[<prev] [next>] [<thread-prev] [thread-next>] [day] [month] [year] [list]
Message-ID: <20250109034005.861063-2-mrpre@163.com>
Date: Thu, 9 Jan 2025 11:40:03 +0800
From: Jiayuan Chen <mrpre@....com>
To: bpf@...r.kernel.org,
jakub@...udflare.com,
john.fastabend@...il.com
Cc: netdev@...r.kernel.org,
martin.lau@...ux.dev,
ast@...nel.org,
edumazet@...gle.com,
davem@...emloft.net,
dsahern@...nel.org,
kuba@...nel.org,
pabeni@...hat.com,
linux-kernel@...r.kernel.org,
song@...nel.org,
andrii@...nel.org,
mhal@...x.co,
yonghong.song@...ux.dev,
daniel@...earbox.net,
xiyou.wangcong@...il.com,
horms@...nel.org,
corbet@....net,
eddyz87@...il.com,
cong.wang@...edance.com,
shuah@...nel.org,
mykolal@...com,
jolsa@...nel.org,
haoluo@...gle.com,
sdf@...ichev.me,
kpsingh@...nel.org,
linux-doc@...r.kernel.org,
Jiayuan Chen <mrpre@....com>
Subject: [PATCH bpf v4 1/3] bpf: fix wrong copied_seq calculation
'sk->copied_seq' was updated in the tcp_eat_skb() function when the
action of a BPF program was SK_REDIRECT. For other actions, like SK_PASS,
the update logic for 'sk->copied_seq' was moved to
tcp_bpf_recvmsg_parser() to ensure the accuracy of the 'fionread' feature.

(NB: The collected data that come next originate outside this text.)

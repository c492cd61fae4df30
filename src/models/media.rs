use serde::{Deserialize, Serialize};
use std::fmt;

use crate::models::MediaFilter;
use crate::store::Collection;

#[derive(Debug, Clone, Copy, PartialEq, Eq, Hash, Serialize, Deserialize)]
#[serde(rename_all = "UPPERCASE")]
pub enum MediaType {
    Image,
    Video,
}

impl MediaType {
    pub fn collection(self) -> Collection {
        match self {
            MediaType::Image => Collection::Images,
            MediaType::Video => Collection::Videos,
        }
    }

    /// Video iff the mime type is in the `video/` family; everything else is
    /// treated as an image.
    pub fn from_mime(mime_type: Option<&str>) -> Self {
        match mime_type {
            Some(mime) if mime.starts_with("video/") => MediaType::Video,
            _ => MediaType::Image,
        }
    }
}

impl fmt::Display for MediaType {
    fn fmt(&self, f: &mut fmt::Formatter<'_>) -> fmt::Result {
        match self {
            MediaType::Image => write!(f, "IMAGE"),
            MediaType::Video => write!(f, "VIDEO"),
        }
    }
}

/// Opaque locator of a single record in the store. The empty locator stands
/// for "no item".
#[derive(Debug, Clone, Default, PartialEq, Eq, Hash, Serialize, Deserialize)]
#[serde(transparent)]
pub struct MediaUri(String);

impl MediaUri {
    pub fn new(collection: Collection, id: i64) -> Self {
        Self(format!("{}/{}", collection.content_uri(), id))
    }

    pub fn empty() -> Self {
        Self(String::new())
    }

    pub fn is_empty(&self) -> bool {
        self.0.is_empty()
    }

    pub fn as_str(&self) -> &str {
        &self.0
    }
}

impl fmt::Display for MediaUri {
    fn fmt(&self, f: &mut fmt::Formatter<'_>) -> fmt::Result {
        f.write_str(&self.0)
    }
}

#[derive(Debug, Clone, PartialEq, Eq, Serialize)]
#[serde(rename_all = "camelCase")]
pub struct MediaItem {
    pub id: i64,
    pub uri: MediaUri,
    pub name: String,
    #[serde(rename = "type")]
    pub media_type: MediaType,
}

/// One page produced by the paging engine.
#[derive(Debug, Clone, PartialEq, Eq, Serialize)]
#[serde(rename_all = "camelCase")]
pub struct MediaPage {
    pub items: Vec<MediaItem>,
    pub prev_key: Option<i64>,
    pub next_key: Option<i64>,
}

#[derive(Debug, Deserialize)]
#[serde(rename_all = "camelCase")]
pub struct MediaListRequest {
    pub media_type: MediaType,
    #[serde(default)]
    pub filter: MediaFilter,
    pub album_id: Option<String>,
    pub key: Option<i64>,
    pub page_size: Option<i64>,
}
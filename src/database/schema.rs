use crate::database::DbConn;
use crate::error::AppResult;
use crate::store::columns;

const SCHEMA: &str = include_str!("../../schema.sql");

/// Creates the `images` and `videos` tables. Only used for local and test
/// stores; production stores are owned by someone else.
pub fn init_media_store(conn: &DbConn) -> AppResult<()> {
    conn.execute_batch(SCHEMA)?;
    Ok(())
}

/// Columns the gateway relies on that `table` does not have.
pub fn missing_columns(conn: &DbConn, table: &str) -> AppResult<Vec<&'static str>> {
    let existing: std::collections::HashSet<String> = {
        let mut stmt = conn.prepare(&format!("PRAGMA table_info({})", table))?;
        let rows = stmt.query_map([], |row| row.get::<_, String>(1))?;
        rows.filter_map(|r| r.ok()).collect()
    };

    Ok(columns::ALL
        .iter()
        .copied()
        .filter(|c| !existing.contains(*c))
        .collect())
}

It works for a single stream_verdict scenario, as it also modified
'sk_data_ready->sk_psock_verdict_data_ready->tcp_read_skb'
to remove updating 'sk->copied_seq'.
However, for programs where both stream_parser and stream_verdict are
active(strparser purpose), tcp_read_sock() was used instead of
tcp_read_skb() (sk_data_ready->strp_data_ready->tcp_read_sock)
tcp_read_sock() now still update 'sk->copied_seq', leading to duplicated
updates.
In summary, for strparser + SK_PASS, copied_seq is redundantly calculated
in both tcp_read_sock() and tcp_bpf_recvmsg_parser().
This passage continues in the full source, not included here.